*Activity*: Copy out, exactly, the first line of the entries below and every line after it through the one containing "can observe it.".

*Entries supplied*:
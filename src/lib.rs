// License: MIT

pub mod cli;
pub mod layout;
pub mod logging;
pub mod shell;
pub mod warning;
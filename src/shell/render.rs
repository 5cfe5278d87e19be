// License: MIT

//! Background render worker. A single persistent gate (mutex + condvar)
//! carries the "dimensions changed, redraw" signal; the GPU mutex serializes
//! the draw pass against layout-driven resizes on the main thread.

use std::sync::{Arc, Condvar, Mutex, MutexGuard};
use std::thread::{self, JoinHandle};

use anyhow::{Context as _, Result};
use eventline as el;
use glow::HasContext as _;

use crate::shell::gpu::GpuState;
use crate::shell::panel::Slot;

fn locked<T>(m: &Mutex<T>) -> MutexGuard<'_, T> {
    m.lock().unwrap_or_else(|e| e.into_inner())
}

#[derive(Debug)]
struct Gate {
    dims_ready: bool,
    running: bool,
}

pub(crate) struct RenderShared {
    gate: Mutex<Gate>,
    cond: Condvar,
    gpu: Mutex<GpuState>,
}

impl RenderShared {
    pub(crate) fn new() -> Arc<Self> {
        Arc::new(Self {
            gate: Mutex::new(Gate { dims_ready: false, running: true }),
            cond: Condvar::new(),
            gpu: Mutex::new(GpuState::default()),
        })
    }

    pub(crate) fn gpu_lock(&self) -> MutexGuard<'_, GpuState> {
        locked(&self.gpu)
    }

    pub(crate) fn gpu_ready(&self) -> bool {
        self.gpu_lock().instance.is_some()
    }

    pub(crate) fn is_running(&self) -> bool {
        locked(&self.gate).running
    }

    /// Clear the running flag and wake the worker so it can observe it.
    pub(crate) fn shutdown(&self) {
        locked(&self.gate).running = false;
        self.cond.notify_all();
    }

    /// One-shot "something changed" notification.
    pub(crate) fn signal_dimensions(&self) {
        locked(&self.gate).dims_ready = true;
        self.cond.notify_all();
    }

    /// Block until dimensions are signalled or the session shuts down.
    /// Returns false on shutdown. The predicate, not the signal, decides the
    /// wake, so spurious wakeups loop back into the wait.
    pub(crate) fn await_dimensions(&self) -> bool {
        let mut gate = locked(&self.gate);
        while gate.running && !gate.dims_ready {
            gate = self.cond.wait(gate).unwrap_or_else(|e| e.into_inner());
        }
        if !gate.running {
            return false;
        }
        gate.dims_ready = false;
        true
    }
}

/// Clear, flush and present every realized panel. Holds the GPU lock for the
/// whole pass; the context is rebound only when the driver's current read
/// surface differs from the panel's own.
fn draw_pass(gpu: &mut GpuState) -> Result<()> {
    let GpuState { instance, gl, slots } = gpu;
    let Some(inst) = instance.as_ref() else {
        return Ok(());
    };

    for slot in Slot::ALL {
        let Some(panel) = slots[slot.index()].as_ref() else {
            continue;
        };

        if inst.current_read_surface() != Some(panel.surface_ptr()) {
            inst.make_current(panel)
                .with_context(|| format!("make current for {}", slot.label()))?;
        }

        let gl = gl.get_or_insert_with(|| unsafe {
            glow::Context::from_loader_function(|name| inst.loader(name))
        });

        let [r, g, b] = slot.clear_colour();
        unsafe {
            gl.clear_color(r, g, b, 1.0);
            gl.clear(glow::COLOR_BUFFER_BIT);
            gl.flush();
        }

        inst.swap(panel)
            .with_context(|| format!("swap buffers for {}", slot.label()))?;
    }

    Ok(())
}

/// Spawn the render worker. Rendering-path failures are unrecoverable driver
/// or compositor desync, so the worker terminates the process on error.
pub(crate) fn spawn(shared: Arc<RenderShared>) -> Result<JoinHandle<()>> {
    thread::Builder::new()
        .name("triptych-render".into())
        .spawn(move || {
            el::debug!("render.thread started");
            while shared.await_dimensions() {
                let mut gpu = shared.gpu_lock();
                if let Err(e) = draw_pass(&mut gpu) {
                    el::error!("render.draw fatal error={err}", err = format!("{e:#}"));
                    std::process::exit(1);
                }
            }
            el::debug!("render.thread exiting");
        })
        .context("spawn render thread")
}

#[cfg(test)]
mod tests {
    use super::*;
    use std::time::Duration;

    #[test]
    fn cancellation_wakes_blocked_worker_without_draw() {
        let shared = RenderShared::new();
        let worker = {
            let shared = shared.clone();
            thread::spawn(move || shared.await_dimensions())
        };

        // Give the worker time to block on the gate.
        thread::sleep(Duration::from_millis(50));
        shared.shutdown();

        let drew = worker.join().unwrap();
        assert!(!drew, "worker must observe shutdown instead of drawing");
    }

    #[test]
    fn signal_is_consumed_once() {
        let shared = RenderShared::new();
        shared.signal_dimensions();
        assert!(shared.await_dimensions());

        // The signal was consumed; with the session shut down the next wait
        // must not see stale readiness.
        shared.shutdown();
        assert!(!shared.await_dimensions());
    }

    #[test]
    fn shutdown_beats_pending_signal() {
        let shared = RenderShared::new();
        shared.signal_dimensions();
        shared.shutdown();
        // Running is checked first: a stopped session never reports work.
        assert!(!shared.await_dimensions());
    }
}
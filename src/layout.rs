// License: MIT

//! Pure panel geometry. No Wayland types in here so the whole module can be
//! exercised without a compositor.
//!
//! The gameplay panel is always a square with side `min(width, height)`,
//! centred on the long axis. The leftover strip on each side of it is the
//! "gap"; the bust panel floats centred inside one gap at 4/5 scale and the
//! stat panel fills the opposite gap flush to the edge.

use anyhow::{Result, bail};

#[derive(Debug, Clone, Copy, PartialEq, Eq)]
pub struct Rect {
    pub x: i32,
    pub y: i32,
    pub width: i32,
    pub height: i32,
}

impl Rect {
    pub fn area(&self) -> i64 {
        self.width as i64 * self.height as i64
    }

    pub fn overlaps(&self, other: &Rect) -> bool {
        self.x < other.x + other.width
            && other.x < self.x + self.width
            && self.y < other.y + other.height
            && other.y < self.y + self.height
    }
}

/// Which side of the monitor is the shortest. Square monitors get their own
/// identity; the layout collapses the gaps entirely for them instead of
/// producing zero-width side panels.
#[derive(Debug, Clone, Copy, PartialEq, Eq)]
pub enum ShortestSide {
    Width,
    Height,
    Square,
}

/// Finalised record of the primary output. Populated once from the first
/// advertised output and immutable for the rest of the session.
#[derive(Debug, Clone, Copy, PartialEq, Eq)]
pub struct Monitor {
    pub width: i32,
    pub height: i32,
    pub physical_width: i32,
    pub physical_height: i32,
    pub refresh_hz: i32,
    pub scale: i32,
    pub shortest: i32,
    pub side: ShortestSide,
}

/// Accumulator for the wl_output event stream, finalised on Done.
#[derive(Debug, Default, Clone, Copy)]
pub struct PendingMonitor {
    pub width: i32,
    pub height: i32,
    pub physical_width: i32,
    pub physical_height: i32,
    pub refresh_mhz: i32,
    pub scale: i32,
}

impl PendingMonitor {
    pub fn finalise(self) -> Monitor {
        let shortest = self.width.min(self.height);
        let side = if self.width == self.height {
            ShortestSide::Square
        } else if shortest == self.height {
            ShortestSide::Height
        } else {
            ShortestSide::Width
        };

        Monitor {
            width: self.width,
            height: self.height,
            physical_width: self.physical_width,
            physical_height: self.physical_height,
            refresh_hz: (self.refresh_mhz + 500) / 1000,
            // Compositors may never send a scale event; the protocol default is 1.
            scale: if self.scale == 0 { 1 } else { self.scale },
            shortest,
            side,
        }
    }
}

/// Computed rectangles for one set of bounds. `bust` and `stat` are absent on
/// square monitors, where the gameplay panel fills everything and there is no
/// gap left to place them in.
#[derive(Debug, Clone, Copy, PartialEq, Eq)]
pub struct Layout {
    pub backdrop: Rect,
    pub gameplay: Rect,
    pub bust: Option<Rect>,
    pub stat: Option<Rect>,
}

/// Scale `v` by 1/1.25 in integer arithmetic.
fn shrink(v: i32) -> i32 {
    v * 4 / 5
}

/// Compute the panel arrangement for the given bounds.
///
/// Fails on non-positive bounds: a degenerate monitor report must never reach
/// native surface creation, where zero sizes are undefined behaviour.
pub fn compute(width: i32, height: i32) -> Result<Layout> {
    if width <= 0 || height <= 0 {
        bail!("degenerate bounds {width}x{height}");
    }

    let side = width.min(height);
    let backdrop = Rect { x: 0, y: 0, width, height };

    if width == height {
        // No gap. The side panels are dropped rather than realized at zero
        // width, which native surfaces cannot represent.
        return Ok(Layout {
            backdrop,
            gameplay: Rect { x: 0, y: 0, width: side, height: side },
            bust: None,
            stat: None,
        });
    }

    let layout = if width > height {
        let gap = (width - side) / 2;
        let bust_w = shrink(gap);
        let bust_h = shrink(height);
        Layout {
            backdrop,
            gameplay: Rect { x: gap, y: 0, width: side, height: side },
            bust: Some(Rect {
                x: (gap - bust_w) / 2,
                y: (height - bust_h) / 2,
                width: bust_w,
                height: bust_h,
            }),
            stat: Some(Rect { x: width - gap, y: 0, width: gap, height }),
        }
    } else {
        // Portrait: the gaps sit above and below the gameplay square, so the
        // side panels relocate to top (bust) and bottom (stat).
        let gap = (height - side) / 2;
        let bust_w = shrink(width);
        let bust_h = shrink(gap);
        Layout {
            backdrop,
            gameplay: Rect { x: 0, y: gap, width: side, height: side },
            bust: Some(Rect {
                x: (width - bust_w) / 2,
                y: (gap - bust_h) / 2,
                width: bust_w,
                height: bust_h,
            }),
            stat: Some(Rect { x: 0, y: height - gap, width, height: gap }),
        }
    };

    Ok(layout)
}

#[cfg(test)]
mod tests {
    use super::*;

    #[test]
    fn standard_16_9() {
        let l = compute(1920, 1080).unwrap();
        assert_eq!(l.gameplay, Rect { x: 420, y: 0, width: 1080, height: 1080 });
        assert_eq!(l.stat, Some(Rect { x: 1500, y: 0, width: 420, height: 1080 }));

        let bust = l.bust.unwrap();
        assert_eq!((bust.width, bust.height), (336, 864));
        // Centred within the left gap on both axes.
        assert_eq!(bust.x, (420 - 336) / 2);
        assert_eq!(bust.y, (1080 - 864) / 2);
    }

    #[test]
    fn deterministic() {
        let a = compute(2560, 1440).unwrap();
        let b = compute(2560, 1440).unwrap();
        assert_eq!(a, b);
    }

    #[test]
    fn square_monitor_drops_side_panels() {
        let l = compute(1000, 1000).unwrap();
        assert_eq!(l.gameplay, Rect { x: 0, y: 0, width: 1000, height: 1000 });
        assert!(l.bust.is_none());
        assert!(l.stat.is_none());
    }

    #[test]
    fn portrait_relocates_gaps_to_top_and_bottom() {
        let l = compute(1080, 1920).unwrap();
        assert_eq!(l.gameplay, Rect { x: 0, y: 420, width: 1080, height: 1080 });
        assert_eq!(l.stat, Some(Rect { x: 0, y: 1500, width: 1080, height: 420 }));

        let bust = l.bust.unwrap();
        assert_eq!((bust.width, bust.height), (864, 336));
        assert_eq!(bust.y, (420 - 336) / 2);
    }

    #[test]
    fn containment() {
        for (w, h) in [(1920, 1080), (1280, 1024), (1080, 1920), (3440, 1440), (1921, 1080)] {
            let l = compute(w, h).unwrap();
            assert_eq!(l.gameplay.width, w.min(h));
            assert_eq!(l.gameplay.height, w.min(h));
            for side in [l.bust, l.stat].into_iter().flatten() {
                assert!(!side.overlaps(&l.gameplay), "{w}x{h}: {side:?} overlaps gameplay");
                assert!(side.width >= 0 && side.height >= 0);
                assert!(side.x >= 0 && side.y >= 0);
            }
        }
    }

    #[test]
    fn degenerate_bounds_rejected() {
        assert!(compute(0, 1080).is_err());
        assert!(compute(1920, 0).is_err());
        assert!(compute(-1, -1).is_err());
    }

    #[test]
    fn monitor_finalise() {
        let m = PendingMonitor {
            width: 1920,
            height: 1080,
            physical_width: 600,
            physical_height: 340,
            refresh_mhz: 59_997,
            scale: 0,
        }
        .finalise();

        assert_eq!(m.shortest, 1080);
        assert_eq!(m.side, ShortestSide::Height);
        assert_eq!(m.refresh_hz, 60);
        assert_eq!(m.scale, 1);

        let sq = PendingMonitor { width: 800, height: 800, ..Default::default() }.finalise();
        assert_eq!(sq.side, ShortestSide::Square);
    }
}
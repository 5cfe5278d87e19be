// License: MIT

//! Shared-memory backing buffers for the solid-colour paints. One anonymous
//! tempfile per buffer; the mapping is dropped right after the fill since the
//! compositor holds its own reference once the buffer is attached. The
//! wl_buffer itself is destroyed when the compositor releases it.

use std::os::fd::AsFd;

use anyhow::{Context, Result};
use memmap2::MmapMut;
use tempfile::tempfile;

use wayland_client::{
    QueueHandle,
    protocol::{
        wl_buffer::WlBuffer,
        wl_shm::{Format, WlShm},
    },
};

use crate::shell::engine::Engine;

/// Fill `dst` with the 32-bit pixel pattern, a word at a time, then byte by
/// byte for any trailing remainder shorter than a word group.
pub(crate) fn fill_xrgb(dst: &mut [u8], colour: u32) {
    let px = colour.to_le_bytes();
    let head_len = dst.len() & !7;

    let (head, tail) = dst.split_at_mut(head_len);
    for chunk in head.chunks_exact_mut(4) {
        chunk.copy_from_slice(&px);
    }
    for (i, b) in tail.iter_mut().enumerate() {
        *b = px[(head_len + i) & 3];
    }
}

/// Build an XRGB8888 wl_buffer of `width`x`height` filled with `colour`.
pub(crate) fn create_solid_buffer(
    shm: &WlShm,
    qh: &QueueHandle<Engine>,
    width: i32,
    height: i32,
    colour: u32,
) -> Result<WlBuffer> {
    let stride = width * 4;
    let size_bytes = (stride as usize) * height as usize;

    let file = tempfile().context("tempfile for shm")?;
    file.set_len(size_bytes as u64).context("set_len shm file")?;
    let mut mmap = unsafe { MmapMut::map_mut(&file).context("mmap shm")? };

    fill_xrgb(&mut mmap[..], colour);

    let pool = shm.create_pool(file.as_fd(), size_bytes as i32, qh, ());
    let buffer = pool.create_buffer(0, width, height, stride, Format::Xrgb8888, qh, ());
    // The pool object is no longer needed once the buffer exists.
    pool.destroy();

    Ok(buffer)
}

#[cfg(test)]
mod tests {
    use super::fill_xrgb;

    #[test]
    fn solid_fill_round_trip() {
        // 3x1 panel at 4 bytes/pixel: 12 bytes, not a multiple of 8.
        let colour: u32 = 0xFF00_FF00;
        let mut buf = vec![0u8; 12];
        fill_xrgb(&mut buf, colour);

        let px = colour.to_le_bytes();
        for group in buf.chunks(4) {
            assert_eq!(group, px);
        }
    }

    #[test]
    fn fill_handles_trailing_bytes() {
        let colour: u32 = 0x1122_3344;
        let px = colour.to_le_bytes();

        for len in [1usize, 3, 7, 8, 9, 15, 16, 21] {
            let mut buf = vec![0u8; len];
            fill_xrgb(&mut buf, colour);
            for (i, b) in buf.iter().enumerate() {
                assert_eq!(*b, px[i & 3], "len={len} byte={i}");
            }
        }
    }
}
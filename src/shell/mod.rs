// License: MIT

pub mod engine;
pub mod panel;

pub(crate) mod gpu;
pub(crate) mod render;
pub(crate) mod shm;

pub use engine::Engine;
pub use panel::Slot;
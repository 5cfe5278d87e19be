// License: MIT

//! EGL plumbing for the per-panel rendering contexts. One display-level
//! instance for the session, one context per panel slot. EGL window surfaces
//! start at 1x1 and are resized once the layout engine has real dimensions,
//! since a zero-sized native surface is undefined behaviour in the driver.

use std::ffi::c_void;

use anyhow::{Context as _, Result, anyhow};
use khronos_egl as egl;
use wayland_client::{Connection, Proxy, protocol::wl_surface::WlSurface};
use wayland_egl::WlEglSurface;

use crate::shell::panel::Slot;

pub(crate) struct EglInstance {
    lib: egl::Instance<egl::Static>,
    display: egl::Display,
    config: egl::Config,
}

impl EglInstance {
    pub(crate) fn new(conn: &Connection) -> Result<Self> {
        let lib = egl::Instance::new(egl::Static);

        let wl_display = conn.display().id().as_ptr();
        let display = unsafe { lib.get_display(wl_display.cast()) }
            .ok_or_else(|| anyhow!("eglGetDisplay: no display for wayland connection"))?;
        lib.initialize(display).context("eglInitialize")?;

        let attribs = [
            egl::SURFACE_TYPE,
            egl::WINDOW_BIT,
            egl::RENDERABLE_TYPE,
            egl::OPENGL_ES2_BIT,
            egl::RED_SIZE,
            8,
            egl::GREEN_SIZE,
            8,
            egl::BLUE_SIZE,
            8,
            egl::NONE,
        ];
        let config = lib
            .choose_first_config(display, &attribs)
            .context("eglChooseConfig")?
            .ok_or_else(|| anyhow!("no EGL config supports a window surface"))?;

        Ok(Self { lib, display, config })
    }

    pub(crate) fn current_read_surface(&self) -> Option<*mut c_void> {
        self.lib
            .get_current_surface(egl::READ)
            .map(|s| s.as_ptr())
    }

    pub(crate) fn make_current(&self, panel: &PanelGpu) -> Result<()> {
        self.lib
            .make_current(
                self.display,
                Some(panel.surface),
                Some(panel.surface),
                Some(panel.context),
            )
            .context("eglMakeCurrent")
    }

    pub(crate) fn swap(&self, panel: &PanelGpu) -> Result<()> {
        self.lib
            .swap_buffers(self.display, panel.surface)
            .context("eglSwapBuffers")
    }

    pub(crate) fn loader(&self, name: &str) -> *const c_void {
        match self.lib.get_proc_address(name) {
            Some(f) => f as *const c_void,
            None => std::ptr::null(),
        }
    }
}

/// GPU-side state for one realized panel slot.
pub(crate) struct PanelGpu {
    // Must outlive the EGL surface created on top of it.
    native: WlEglSurface,
    surface: egl::Surface,
    context: egl::Context,
    pub(crate) width: i32,
    pub(crate) height: i32,
}

impl PanelGpu {
    pub(crate) fn new(instance: &EglInstance, surface: &WlSurface) -> Result<Self> {
        let context_attribs = [egl::CONTEXT_CLIENT_VERSION, 2, egl::NONE];
        let context = instance
            .lib
            .create_context(instance.display, instance.config, None, &context_attribs)
            .context("eglCreateContext")?;

        let native =
            WlEglSurface::new(surface.id(), 1, 1).context("wl_egl_window create")?;
        let egl_surface = unsafe {
            instance.lib.create_window_surface(
                instance.display,
                instance.config,
                native.ptr() as *mut c_void,
                None,
            )
        }
        .context("eglCreateWindowSurface")?;

        Ok(Self {
            native,
            surface: egl_surface,
            context,
            width: 1,
            height: 1,
        })
    }

    pub(crate) fn surface_ptr(&self) -> *mut c_void {
        self.surface.as_ptr()
    }

    pub(crate) fn resize(&mut self, width: i32, height: i32) {
        if width <= 0 || height <= 0 || (width, height) == (self.width, self.height) {
            return;
        }
        self.native.resize(width, height, 0, 0);
        self.width = width;
        self.height = height;
    }

    /// Tear down in the strict order context, then EGL surface; the native
    /// wl_egl_window drops last.
    pub(crate) fn destroy(self, instance: &EglInstance) {
        let _ = instance.lib.destroy_context(instance.display, self.context);
        let _ = instance.lib.destroy_surface(instance.display, self.surface);
    }
}

#[derive(Default)]
pub(crate) struct GpuState {
    pub(crate) instance: Option<EglInstance>,
    pub(crate) gl: Option<glow::Context>,
    pub(crate) slots: [Option<PanelGpu>; Slot::ALL.len()],
}

// EGL handles are process-global driver state; every access to this struct is
// serialized behind the render mutex.
unsafe impl Send for GpuState {}
// License: MIT

use anyhow::Result;
use clap::Parser;
use eventline as el;

use triptych::cli::Cli;
use triptych::logging;
use triptych::shell::Engine;

fn run(cli: &Cli) -> Result<()> {
    let mut engine = Engine::connect()?;
    engine.create_window(&cli.title);
    engine.run()
}

fn main() {
    let cli = Cli::parse();

    if let Err(e) = logging::init(cli.log_file.as_deref(), cli.verbose) {
        eprintln!("triptych: logging init failed: {e:#}");
        std::process::exit(1);
    }

    if let Err(e) = run(&cli) {
        el::error!("triptych.fatal error={err}", err = format!("{e:#}"));
        std::process::exit(1);
    }
}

*Exercise result*:
filename src/lib.rs
// License: MIT

pub mod cli;
pub mod layout;
pub mod logging;
pub mod shell;
pub mod warning;
filename src/shell/render.rs
repository 5cfe5278d87e19be
// License: MIT

//! Background render worker. A single persistent gate (mutex + condvar)
//! carries the "dimensions changed, redraw" signal; the GPU mutex serializes
//! the draw pass against layout-driven resizes on the main thread.

use std::sync::{Arc, Condvar, Mutex, MutexGuard};
use std::thread::{self, JoinHandle};

use anyhow::{Context as _, Result};
use eventline as el;
use glow::HasContext as _;

use crate::shell::gpu::GpuState;
use crate::shell::panel::Slot;

fn locked<T>(m: &Mutex<T>) -> MutexGuard<'_, T> {
    m.lock().unwrap_or_else(|e| e.into_inner())
}

#[derive(Debug)]
struct Gate {
    dims_ready: bool,
    running: bool,
}

pub(crate) struct RenderShared {
    gate: Mutex<Gate>,
    cond: Condvar,
    gpu: Mutex<GpuState>,
}

impl RenderShared {
    pub(crate) fn new() -> Arc<Self> {
        Arc::new(Self {
            gate: Mutex::new(Gate { dims_ready: false, running: true }),
            cond: Condvar::new(),
            gpu: Mutex::new(GpuState::default()),
        })
    }

    pub(crate) fn gpu_lock(&self) -> MutexGuard<'_, GpuState> {
        locked(&self.gpu)
    }

    pub(crate) fn gpu_ready(&self) -> bool {
        self.gpu_lock().instance.is_some()
    }

    pub(crate) fn is_running(&self) -> bool {
        locked(&self.gate).running
    }

    /// Clear the running flag and wake the worker so it can observe it.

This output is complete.